How many lines of the data contain the string "state"? Write the number and nothing more.

▸ Stored data
= Beginning of Section =

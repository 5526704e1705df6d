//! Blocks Search: deterministic state-space search over the blocks kernel.
//!
//! This crate depends only on `blocks_kernel`. It does NOT depend on
//! `blocks_harness`.
//!
//! # Crate dependency graph
//!
//! ```text
//! blocks_kernel  ←  blocks_search  ←  blocks_harness
//! (state, rules)    (engines, graph)   (documents, reports)
//! ```
//!
//! # Strategies
//!
//! - [`bfs`]: bounded BFS, first (shortest) solution
//! - [`bfs_all_solutions`]: bounded BFS that keeps every target hit
//! - [`reverse_bfs`]: BFS from the goal with the reverse generator
//! - [`exhaustive_search`]: DFS over all distinct action sequences
//!
//! Every strategy reads a [`SearchContext`] and returns an outcome whose
//! [`Termination`] says why it stopped. Only pre-flight problems are errors.

#![forbid(unsafe_code)]

pub mod analysis;
pub mod bfs;
pub mod context;
pub mod error;
pub mod exhaustive;
mod expand;
pub mod export;
pub mod frontier;
pub mod outcome;
pub mod policy;
pub mod recorder;

pub use analysis::{GraphStats, SolutionAnalysis};
pub use bfs::{bfs, bfs_all_solutions, reverse_bfs};
pub use context::SearchContext;
pub use error::SearchError;
pub use exhaustive::exhaustive_search;
pub use export::{ExportNode, GraphExport};
pub use outcome::{
    EnginePhase, ExhaustiveOutcome, SearchOutcome, SearchStats, SolutionPath, Step, Termination,
};
pub use policy::SearchPolicy;
pub use recorder::{Node, NodeId, Recorder};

= End of Section =

▸ EXERCISE RESPONSE
2